Você pode apaixonar-se por belos estranhos e pelas promessas que eles fazem
Dire Straits

Como contar a história dos últimos 50/ 60 anos? Certamente, esta pergunta não merece resposta inquestionável. Não existe uma fórmula definitiva, mas sempre há possibilidades de se recuar no tempo e, das suas entranhas, retirar-se o que de mais impactante encontra-se. Em Recados de alma – romance histórico por investir na coexistência de figuras e episódios históricos com eventos e personagens inventados, como bem defende A. Halsall – temos essa hipótese de reconfigurar o cronótopo de um país feito de estórias incríveis, como a de Eugénio e Mafalda, personagens que fazem do amor um recurso que ultrapassa todas as barreiras e derruba preconceitos.

Na verdade, neste flashback atinente à história recente de Moçambique, Bento Baloi forma no casal Eugénio e Mafalda dois estratos sociais que, tendo muito de diferente, ambos aproximam-se e esbanjam-se no amor simplesmente por isso ser bom. É o sentimento cor-de-rosa que aproxima o menino pobre e preto de Mbongolwene, subúrbio de Lourenço Marques, à menina branca da cidade, fazendo do empregado um príncipe encantado entre lutas e promessas.

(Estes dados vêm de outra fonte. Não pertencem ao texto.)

impl ElementHost {
    pub fn new(config: ElementConfig) -> Self {
        let (updater, _) = broadcast::channel(UPDATE_CHANNEL_CAPACITY);
        Self {
            document: Document::shared(),
            clock: FrameClock::new(config.frame_budget()),
            config: Rc::new(config),
            frames: Rc::new(FrameQueue::new()),
            registry: Registry::default(),
            instances: HashMap::new(),
            superseded: HashMap::new(),
            updater,
        }
    }

    pub fn config(&self) -> &ElementConfig {
        &self.config
    }

    /// Shared handle to the document. Mutations made through it are delivered on
    /// the next [`ElementHost::pump`].
    pub fn document(&self) -> SharedDocument {
        Rc::clone(&self.document)
    }

    pub fn root(&self) -> Result<NodeId> {
        Ok(self.document_ref()?.root())
    }

    /// Register `E` under the configured tag for its base name.
    ///
    /// # Errors
    /// Returns an error if the tag is invalid, already defined, or if upgrading
    /// existing elements fails.
    pub fn define<E: CustomElement>(&mut self, factory: impl Fn() -> E + 'static) -> Result<String> {
        let tag = self.config.tag_name(E::BASE_NAME);
        self.define_as(&tag, factory)?;
        Ok(tag)
    }

    /// Register `E` under an explicit tag. Connected elements already carrying the
    /// tag are upgraded and connected.
    ///
    /// # Errors
    /// Returns an error if the tag is invalid, already defined, or if upgrading
    /// existing elements fails.
    pub fn define_as<E: CustomElement>(&mut self, tag: &str, factory: impl Fn() -> E + 'static) -> Result<()> {
        self.registry.define(tag, factory)?;
        debug!("defined <{tag}> as `{}`", E::BASE_NAME);
        self.upgrade_existing(tag)
    }

    pub fn is_defined(&self, tag: &str) -> bool {
        self.registry.get(tag).is_some()
    }

    pub fn defined_tags(&self) -> Vec<String> {
        let mut tags: Vec<String> = self.registry.tags().map(str::to_owned).collect();
        tags.sort();
        tags
    }

    fn upgrade_existing(&mut self, tag: &str) -> Result<()> {
        let existing: Vec<NodeId> = {
            let document = self.document_ref()?;
            document
                .descendants(document.root())
                .into_iter()
                .filter(|node| document.tag(*node) == Some(tag))
                .filter(|node| !self.instances.contains_key(node))
                .collect()
        };
        let mut first_error = None;
        for node in existing {
            if let Some(handle) = self.upgrade(node, tag) {
                record(&mut first_error, self.connect(&handle, &[]));
            }
        }
        record(&mut first_error, self.pump().map(|_processed| ()));
        first_error.map_or(Ok(()), Err)
    }

    fn upgrade(&mut self, node: NodeId, tag: &str) -> Option<Rc<dyn ElementHandle>> {
        if self.instances.contains_key(&node) {
            return None;
        }
        let definition = self.registry.get(tag)?;
        let handle = (definition.spawn)(
            node,
            Rc::clone(&self.document),
            Rc::clone(&self.config),
            Rc::clone(&self.frames) as Rc<dyn FrameHost>,
        );
        debug!("upgraded <{tag}> at {node:?}");
        self.instances.insert(node, Rc::clone(&handle));
        Some(handle)
    }

    /// # Errors
    /// Returns lifecycle errors raised while delivering the creation.
    pub fn create_element(&mut self, tag: &str) -> Result<NodeId> {
        let node = self.document_mut()?.create_element(tag);
        self.pump()?;
        Ok(node)
    }

    /// # Errors
    /// Returns an error if the document is borrowed elsewhere.
    pub fn create_text(&mut self, text: &str) -> Result<NodeId> {
        let node = self.document_mut()?.create_text(text);
        self.pump()?;
        Ok(node)
    }

    /// Append `child` to `parent`. Custom elements entering the live tree render
    /// before this returns.
    ///
    /// # Errors
    /// Returns structural errors from the document and render errors.
    pub fn append_child(&mut self, parent: NodeId, child: NodeId) -> Result<()> {
        self.document_mut()?.append_child(parent, child)?;
        self.pump()?;
        Ok(())
    }

    /// Build `node` under `parent` and deliver the result.
    ///
    /// # Errors
    /// Returns structural errors from the document and render errors.
    pub fn build(&mut self, parent: NodeId, node: &TemplateNode) -> Result<NodeId> {
        let built = self.document_mut()?.build(parent, node)?;
        self.pump()?;
        Ok(built)
    }

    /// # Errors
    /// Returns structural errors from the document and unload hook errors.
    pub fn remove(&mut self, node: NodeId) -> Result<()> {
        self.document_mut()?.remove(node)?;
        self.pump()?;
        Ok(())
    }

    /// # Errors
    /// Returns an error if `node` is not an element.
    pub fn set_attribute(&mut self, node: NodeId, name: &str, value: &str) -> Result<Option<String>> {
        let old = self.document_mut()?.set_attribute(node, name, value)?;
        self.pump()?;
        Ok(old)
    }

    /// # Errors
    /// Returns an error if `node` is not an element.
    pub fn remove_attribute(&mut self, node: NodeId, name: &str) -> Result<Option<String>> {
        let old = self.document_mut()?.remove_attribute(node, name)?;
        self.pump()?;
        Ok(old)
    }

    /// Drain mutation records until the document is quiet.
    ///
    /// Each batch is broadcast to mirrors, then delivered: defined tags are
    /// upgraded, connections and disconnections reach instances in tree order and
    /// observed attribute changes are buffered. Every record is delivered even when
    /// a hook fails; the first error is returned. Returns the number of records.
    ///
    /// # Errors
    /// Returns the first lifecycle error raised during delivery.
    pub fn pump(&mut self) -> Result<usize> {
        let _span = info_span!("elements.pump").entered();
        let mut processed = 0;
        let mut first_error = None;
        loop {
            let updates = self.document_mut()?.take_updates();
            if updates.is_empty() {
                break;
            }
            processed += updates.len();
            if self.updater.receiver_count() > 0 && self.updater.send(updates.clone()).is_err() {
                trace!("no mirror received {} updates", updates.len());
            }
            for (index, update) in updates.iter().enumerate() {
                let later = updates.get(index + 1..).unwrap_or_default();
                record(&mut first_error, self.deliver(update, later));
            }
        }
        first_error.map_or(Ok(processed), Err)
    }

    /// `later` holds the records of the same batch that follow `update`.
    fn deliver(&mut self, update: &DOMUpdate, later: &[DOMUpdate]) -> Result<()> {
        match update {
            DOMUpdate::CreateElement { node, tag } => {
                self.upgrade(*node, tag);
                Ok(())
            }
            DOMUpdate::Connected { node } => {
                let mut first_error = None;
                for handle in self.instances_below(*node, true)? {
                    record(&mut first_error, self.connect(&handle, later));
                }
                first_error.map_or(Ok(()), Err)
            }
            DOMUpdate::Disconnected { node } => {
                let mut first_error = None;
                for handle in self.instances_below(*node, false)? {
                    record(&mut first_error, handle.disconnected());
                }
                first_error.map_or(Ok(()), Err)
            }
            DOMUpdate::SetAttr { node, name, .. } if self.skip_superseded(*node) => {
                trace!("`{name}` on {node:?} was read by its first render");
                Ok(())
            }
            DOMUpdate::SetAttr {
                node,
                name,
                old,
                value,
            } => match self.instances.get(node) {
                Some(handle) if handle.observes(name) => {
                    handle.attribute_changed(name, old.as_deref(), value.as_deref())
                }
                Some(_) => {
                    trace!("`{name}` on {node:?} is not observed");
                    Ok(())
                }
                None => Ok(()),
            },
            DOMUpdate::CreateText { .. }
            | DOMUpdate::InsertNode { .. }
            | DOMUpdate::SetText { .. }
            | DOMUpdate::RemoveNode { .. }
            | DOMUpdate::AttachShadow { .. } => Ok(()),
        }
    }

    /// Deliver a connection. When it runs the first render, attribute records of
    /// the element that are still undelivered, whether queued before the render
    /// or by its hooks, are marked as already seen.
    fn connect(&mut self, handle: &Rc<dyn ElementHandle>, later: &[DOMUpdate]) -> Result<()> {
        let rendering = handle.state()? == LifecycleState::Constructed;
        handle.connected()?;
        if !rendering || handle.state()? == LifecycleState::Constructed {
            return Ok(());
        }
        let host = handle.host()?;
        let written = later
            .iter()
            .chain(self.document_ref()?.pending_updates())
            .filter(|update| matches!(update, DOMUpdate::SetAttr { node, .. } if *node == host))
            .count();
        if written > 0 {
            trace!("{written} attribute writes on {host:?} were read by its first render");
            *self.superseded.entry(host).or_default() += written;
        }
        Ok(())
    }

    /// Consume one superseded attribute record of `node`, if any is left.
    fn skip_superseded(&mut self, node: NodeId) -> bool {
        let Some(remaining) = self.superseded.remove(&node) else {
            return false;
        };
        if remaining > 1 {
            self.superseded.insert(node, remaining - 1);
        }
        true
    }

    /// Instances in the subtree of `node`, in tree order, provided the subtree is
    /// still in the connection state the record announced.
    fn instances_below(&self, node: NodeId, connected: bool) -> Result<Vec<Rc<dyn ElementHandle>>> {
        let document = self.document_ref()?;
        if document.is_connected(node) != connected {
            trace!("{node:?} changed connection again before delivery");
            return Ok(Vec::new());
        }
        Ok(document
            .descendants(node)
            .into_iter()
            .filter_map(|descendant| self.instances.get(&descendant).map(Rc::clone))
            .collect())
    }

    /// Run the frame callbacks queued before this call, then deliver what they changed.
    ///
    /// Callbacks queued while the frame runs wait for the next one. Returns the
    /// number of callbacks run.
    ///
    /// # Errors
    /// Returns the first callback error, or else the first delivery error.
    pub fn run_frame(&mut self) -> Result<usize> {
        let _span = info_span!("elements.frame", frame = self.frames.frame_count() + 1).entered();
        let ran = self.frames.run_frame();
        let pumped = self.pump();
        self.emit_telemetry_if_enabled();
        let ran = ran?;
        pumped?;
        Ok(ran)
    }

    /// Run a frame if the frame budget allows it now.
    ///
    /// # Errors
    /// Returns frame errors.
    pub fn tick(&mut self) -> Result<Option<usize>> {
        self.tick_at(Instant::now())
    }

    /// Run a frame if the frame budget allows it at `now`; otherwise count the
    /// tick as deferred and return `None`.
    ///
    /// # Errors
    /// Returns frame errors.
    pub fn tick_at(&mut self, now: Instant) -> Result<Option<usize>> {
        if self.clock.allow_at(now) {
            return self.run_frame().map(Some);
        }
        self.clock.incr_deferred();
        trace!("tick deferred ({} so far)", self.clock.deferred());
        Ok(None)
    }

    pub fn deferred_ticks(&self) -> u64 {
        self.clock.deferred()
    }

    pub fn frame_count(&self) -> u64 {
        self.frames.frame_count()
    }

    /// Callbacks waiting for the next frame.
    pub fn pending_frame_callbacks(&self) -> usize {
        self.frames.pending()
    }

    pub fn instance(&self, node: NodeId) -> Option<Rc<dyn ElementHandle>> {
        self.instances.get(&node).map(Rc::clone)
    }

    /// Typed access to the lifecycle of the element at `node`. Mutations made by
    /// `action` are delivered before this returns.
    ///
    /// # Errors
    /// Returns an error if `node` is not an upgraded `E`, if the lifecycle is
    /// borrowed, or whatever `action` or the delivery returns.
    pub fn with_element<E, R>(
        &mut self,
        node: NodeId,
        action: impl FnOnce(&mut ElementLifecycle<E>) -> Result<R>,
    ) -> Result<R>
    where
        E: CustomElement,
    {
        let handle = self
            .instance(node)
            .ok_or_else(|| anyhow!("{node:?} is not an upgraded custom element"))?;
        let result = {
            let cell = handle
                .as_any()
                .downcast_ref::<RefCell<ElementLifecycle<E>>>()
                .ok_or_else(|| {
                    anyhow!("{node:?} is `{}`, not `{}`", handle.base_name(), E::BASE_NAME)
                })?;
            let mut lifecycle = cell
                .try_borrow_mut()
                .map_err(|_| anyhow!("`{}` at {node:?} is already borrowed", E::BASE_NAME))?;
            action(&mut lifecycle)
        };
        let pumped = self.pump();
        let value = result?;
        pumped?;
        Ok(value)
    }

    /// Flush the element at `node` immediately instead of waiting for the frame.
    ///
    /// # Errors
    /// Returns hook errors.
    pub fn flush_now(&mut self, node: NodeId) -> Result<()> {
        let handle = self
            .instance(node)
            .ok_or_else(|| anyhow!("{node:?} is not an upgraded custom element"))?;
        let flushed = handle.flush_now();
        let pumped = self.pump();
        flushed?;
        pumped?;
        Ok(())
    }

    /// Receiver for every batch of mutation records the host delivers.
    pub fn subscribe(&self) -> broadcast::Receiver<Vec<DOMUpdate>> {
        self.updater.subscribe()
    }

    pub fn create_mirror<T: DOMSubscriber>(&self, mirror: T) -> DOMMirror<T> {
        DOMMirror::new(self.subscribe(), mirror)
    }

    /// Sum of every instance's counters. Instances borrowed right now are skipped.
    pub fn counters(&self) -> LifecycleCounters {
        let mut total = LifecycleCounters::default();
        for handle in self.instances.values() {
            match handle.counters() {
                Ok(counters) => total += counters,
                Err(err) => warn!("skipping counters: {err}"),
            }
        }
        total
    }

    fn emit_telemetry_if_enabled(&self) {
        if !self.config.telemetry_enabled {
            return;
        }
        maybe_emit(true, &counters_json(&self.counters()));
    }

    fn document_ref(&self) -> Result<core::cell::Ref<'_, Document>> {
        self.document
            .try_borrow()
            .map_err(|_| anyhow!("document is mutably borrowed"))
    }

    fn document_mut(&self) -> Result<RefMut<'_, Document>> {
        self.document
            .try_borrow_mut()
            .map_err(|_| anyhow!("document is already borrowed"))
    }
}
#![allow(
    clippy::missing_docs_in_private_items,
    reason = "Internal implementation details don't need public documentation"
)]
#![allow(
    clippy::missing_inline_in_public_items,
    reason = "Inlining decisions left to compiler for this crate"
)]

//! Host runtime for custom elements: the registry of defined tags, upgrade of
//! matching nodes, and delivery of connection and attribute notifications derived
//! from the document's mutation records.

extern crate alloc;

mod host;
mod registry;

pub use host::ElementHost;
pub use registry::validate_tag;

A partir do amor que surge num contexto de ódio entre pretos e brancos e vice-versa, Baloi tece um Moçambique possível, livre de estereótipos, um país feito de aproximações mesmo nas circunstâncias em que as distâncias são verdadeiramente acentuadas.

Recados de alma é daqueles romances que – se não forem consequência de uma experiência profunda do autor, o que não retira o mérito da imaginação, de modo algum –, seguramente, traduz uma (re)investigação concentrada dos contextos históricos e sociais aludidos. As diferentes ramificações diegéticas incorporadas no discurso do narrador faz deste livro um produto literário tanto verosímil como credível, pois, de forma equilibrada e numa viagem sem sobressaltos, o leitor é transportado sobre realidades conhecidas, no entanto, vistas de um ângulo raro. Tal evento, faz com o romance reconstrua espaços fundamentais por encerrarem em si fragmentos de um povo que se vai esquecendo de onde vem. A partir de uma relação polarizada entre o caniço e o cimento, Baloi apresenta-se muito ambicioso na reconfiguração espacial, o que nos leva a percorrer ruas de Lourenço Marques, Maputo, Harare, Lisboa, e etc., com uma minúcia de quem conhece esses territórios como a si próprio.

Pelo seu carácter atento ao pormenor, estes Recados conseguem despertar, com efeito, um conjunto de emoções no leitor à medida que o retrato e as peripécias de Eugénio, Mafalda, Simões, Cristina ou Original ganham relevo. São estas as principais personagens, elos que aproximam a História de Moçambique à uma ficção audaz, quer do ponto de vista do manejo de modalidades técnicos-narrativas, quer do ponto de vista da amplitude da narrativa contada.  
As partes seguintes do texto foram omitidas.